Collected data
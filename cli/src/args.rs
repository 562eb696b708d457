use clap::{ArgAction, Parser, Subcommand};
use std::path::PathBuf;

pub const DEFAULT_BASE_ACTOR: &str = "Bacon, Kevin";

#[derive(Parser, Debug)]
#[command(name = "moviematch")]
#[command(about = "Degrees of separation between movie actors")]
pub struct Args {
    #[command(subcommand)]
    pub command: Command,

    /// Disable colored output
    #[arg(long, global = true)]
    pub no_color: bool,

    /// Log more detail (-v debug, -vv trace)
    #[arg(short, long, action = ArgAction::Count, global = true)]
    pub verbose: u8,

    /// Leading characters of a hint query that must match
    #[arg(long, value_name = "K", default_value_t = 6, global = true)]
    pub hint_length: usize,

    /// Field separator in the movie database
    #[arg(long, value_name = "C", default_value_t = '/', global = true)]
    pub delimiter: char,
}

#[derive(Subcommand, Debug)]
pub enum Command {
    /// Degrees of separation between an actor and the base actor
    Distance {
        /// Actor name as it appears in the database
        actor: String,

        /// Base actor that every distance is measured from
        #[arg(short, long, value_name = "NAME", default_value = DEFAULT_BASE_ACTOR)]
        base: String,

        /// Movie database file
        #[arg(short, long, value_name = "PATH")]
        database: Option<PathBuf>,

        /// Print the result as JSON
        #[arg(long)]
        json: bool,
    },

    /// Interactive game: type actor names, get their distance and path
    Play {
        /// Base actor that every distance is measured from
        #[arg(short, long, value_name = "NAME", default_value = DEFAULT_BASE_ACTOR)]
        base: String,

        /// Movie database file
        #[arg(short, long, value_name = "PATH")]
        database: Option<PathBuf>,
    },

    /// List the cast of a movie or the movies of an actor
    Star {
        name: String,

        /// Movie database file
        #[arg(short, long, value_name = "PATH")]
        database: Option<PathBuf>,
    },

    /// Suggest database names close to a prefix
    Hint {
        prefix: String,

        /// Maximum number of suggestions
        #[arg(short, long, value_name = "N", default_value_t = 10)]
        limit: usize,

        /// Movie database file
        #[arg(short, long, value_name = "PATH")]
        database: Option<PathBuf>,
    },

    /// Survey a plain graph file breadth-first or depth-first
    Survey {
        graph_file: PathBuf,

        /// Traversal strategy
        #[arg(short, long, default_value = "bfs", value_parser = ["bfs", "dfs"])]
        algorithm: String,

        /// Treat edges as one-way
        #[arg(long)]
        directed: bool,

        /// Survey only the component reachable from the start vertex
        #[arg(long)]
        single: bool,

        /// First root of the survey
        #[arg(short, long, value_name = "V", default_value_t = 0)]
        start: usize,
    },

    /// Structural summary of a plain graph file
    GraphInfo {
        graph_file: PathBuf,

        /// Treat edges as one-way
        #[arg(long)]
        directed: bool,
    },
}
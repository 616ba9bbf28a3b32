//! Report payload for an external document renderer
//!
//! The payload bundles the latest summary (with its equipment list when
//! retained), the current trend and a flat list of `label: value` lines in
//! the order a report page lists them. Rendering the document is left to the
//! caller.

use crate::app::models::{Metric, UploadSummary};
use crate::app::services::history_store::HistoryStore;
use crate::app::services::trend_comparator::{self, TrendComparison};
use crate::constants::{DISPLAY_DECIMAL_PLACES, REPORT_TITLE};
use crate::{Error, Result};
use chrono::{DateTime, Utc};
use serde::Serialize;
use std::collections::BTreeMap;

/// One `label: value` line of the report
#[derive(Debug, Clone, PartialEq, Serialize)]
pub struct ReportLine {
    pub label: String,
    pub value: String,
}

impl ReportLine {
    fn new(label: impl Into<String>, value: impl Into<String>) -> Self {
        Self {
            label: label.into(),
            value: value.into(),
        }
    }
}

/// Everything a renderer needs for the latest upload
#[derive(Debug, Clone, PartialEq, Serialize)]
pub struct ReportPayload {
    pub title: String,
    pub generated_at: DateTime<Utc>,
    pub summary: UploadSummary,
    pub trend: Option<TrendComparison>,
    pub lines: Vec<ReportLine>,
}

impl ReportPayload {
    /// Build the payload for the most recent stored summary
    pub fn from_store(store: &dyn HistoryStore, generated_at: DateTime<Utc>) -> Result<Self> {
        let latest = store
            .latest()
            .ok_or_else(|| Error::not_found("latest (history is empty)"))?;
        let trend = trend_comparator::compare_latest(store);

        Ok(Self::new(latest.as_ref().clone(), trend, generated_at))
    }

    /// Build the payload for a given summary
    pub fn new(
        summary: UploadSummary,
        trend: Option<TrendComparison>,
        generated_at: DateTime<Utc>,
    ) -> Self {
        let lines = report_lines(&summary, trend.as_ref());
        Self {
            title: REPORT_TITLE.to_string(),
            generated_at,
            summary,
            trend,
            lines,
        }
    }

    /// Lines joined as `label: value`, one per row
    pub fn to_text(&self) -> String {
        let mut text = format!("{}\n\n", self.title);
        for line in &self.lines {
            text.push_str(&format!("{}: {}\n", line.label, line.value));
        }
        text
    }
}

fn report_lines(summary: &UploadSummary, trend: Option<&TrendComparison>) -> Vec<ReportLine> {
    let mut lines = vec![ReportLine::new("uploaded_at", summary.id())];

    if let Some(filename) = &summary.filename {
        lines.push(ReportLine::new("filename", filename));
    }

    lines.push(ReportLine::new(
        "total_equipment",
        summary.total_equipment.to_string(),
    ));

    for metric in Metric::ALL {
        lines.push(ReportLine::new(
            format!("average_{}", metric.label()),
            format_average(summary.average(metric), metric.unit()),
        ));
    }

    lines.push(ReportLine::new(
        "equipment_type_distribution",
        format_distribution(&summary.equipment_type_distribution),
    ));
    lines.push(ReportLine::new("rejected_rows", summary.rejected_rows.to_string()));

    for warning in &summary.validation_warnings {
        lines.push(ReportLine::new(
            format!("warning.{}", warning.kind),
            format!("{} [{}]", warning.message, warning.details.join("; ")),
        ));
    }

    if let Some(trend) = trend {
        for delta in trend.deltas() {
            lines.push(ReportLine::new(
                format!("trend.{}", delta.metric),
                delta.render(),
            ));
        }
    }

    lines
}

/// Average rounded for display, `n/a` when absent
pub fn format_average(value: Option<f64>, unit: &str) -> String {
    match value {
        Some(v) => format!("{:.*} {}", DISPLAY_DECIMAL_PLACES, v, unit),
        None => "n/a".to_string(),
    }
}

/// `Pump: 2, Valve: 1`
pub fn format_distribution(distribution: &BTreeMap<String, usize>) -> String {
    distribution
        .iter()
        .map(|(label, count)| format!("{}: {}", label, count))
        .collect::<Vec<_>>()
        .join(", ")
}

#[cfg(test)]
mod tests {
    use super::*;
    use crate::app::models::{EquipmentRecord, PendingSummary, Warning, WarningKind};
    use crate::app::services::history_store::InMemoryHistoryStore;
    use crate::config::HistoryConfig;
    use chrono::TimeZone;

    fn create_pending(flowrate: f64) -> PendingSummary {
        let mut distribution = BTreeMap::new();
        distribution.insert("Pump".to_string(), 2);
        distribution.insert("Valve".to_string(), 1);

        PendingSummary {
            filename: Some("plant.csv".to_string()),
            total_equipment: 3,
            average_flowrate: Some(flowrate),
            average_pressure: Some(8.0),
            average_temperature: Some(70.0 / 3.0),
            equipment_type_distribution: distribution,
            validation_warnings: vec![Warning {
                kind: WarningKind::PressureHigh,
                message: WarningKind::PressureHigh.message().to_string(),
                details: vec!["P-101: 11.0 bar".to_string()],
            }],
            rejected_rows: 1,
            equipment: Some(vec![
                EquipmentRecord::new("P-101", "Pump", flowrate, 11.0, 80.0).unwrap(),
            ]),
        }
    }

    fn generated_at() -> DateTime<Utc> {
        Utc.with_ymd_and_hms(2024, 3, 2, 8, 0, 0).unwrap()
    }

    #[test]
    fn test_empty_history_has_no_report() {
        let store = InMemoryHistoryStore::new(HistoryConfig::default());
        let err = ReportPayload::from_store(&store, generated_at()).unwrap_err();
        assert!(matches!(err, Error::NotFound { .. }));
    }

    #[test]
    fn test_report_for_single_upload() {
        let store = InMemoryHistoryStore::new(HistoryConfig::default());
        store.append(create_pending(11.25)).unwrap();

        let payload = ReportPayload::from_store(&store, generated_at()).unwrap();
        assert_eq!(payload.title, "Chemical Equipment Report");
        assert!(payload.trend.is_none());
        assert!(payload.summary.equipment.is_some());

        let labels: Vec<&str> = payload.lines.iter().map(|l| l.label.as_str()).collect();
        assert_eq!(
            labels,
            vec![
                "uploaded_at",
                "filename",
                "total_equipment",
                "average_flowrate",
                "average_pressure",
                "average_temperature",
                "equipment_type_distribution",
                "rejected_rows",
                "warning.pressure_high",
            ]
        );

        let value = |label: &str| {
            payload
                .lines
                .iter()
                .find(|l| l.label == label)
                .map(|l| l.value.clone())
                .unwrap()
        };
        assert_eq!(value("average_flowrate"), "11.25 m³/h");
        assert_eq!(value("average_temperature"), "23.33 °C");
        assert_eq!(value("equipment_type_distribution"), "Pump: 2, Valve: 1");
    }

    #[test]
    fn test_report_includes_trend_lines() {
        let store = InMemoryHistoryStore::new(HistoryConfig::default());
        store.append(create_pending(10.0)).unwrap();
        store.append(create_pending(12.5)).unwrap();

        let payload = ReportPayload::from_store(&store, generated_at()).unwrap();
        assert!(payload.trend.is_some());

        let text = payload.to_text();
        assert!(text.starts_with("Chemical Equipment Report\n\n"));
        assert!(text.contains("trend.flowrate: +25.00%\n"));
        assert!(text.contains("trend.pressure: +0.00%\n"));
    }

    #[test]
    fn test_format_average() {
        assert_eq!(format_average(Some(8.0), "bar"), "8.00 bar");
        assert_eq!(format_average(None, "bar"), "n/a");
    }
}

WHAT IS EXPECTED »
From the data above, output exactly the lines between the one containing "pub const DEFAULT_BASE_ACTOR: &str" and the one containing "#[arg(short, long, action", counting both of them.

ANSWER TO THE EXERCISE »
pub const DEFAULT_BASE_ACTOR: &str = "Bacon, Kevin";

#[derive(Parser, Debug)]
#[command(name = "moviematch")]
#[command(about = "Degrees of separation between movie actors")]
pub struct Args {
    #[command(subcommand)]
    pub command: Command,

    /// Disable colored output
    #[arg(long, global = true)]
    pub no_color: bool,

    /// Log more detail (-v debug, -vv trace)
    #[arg(short, long, action = ArgAction::Count, global = true)]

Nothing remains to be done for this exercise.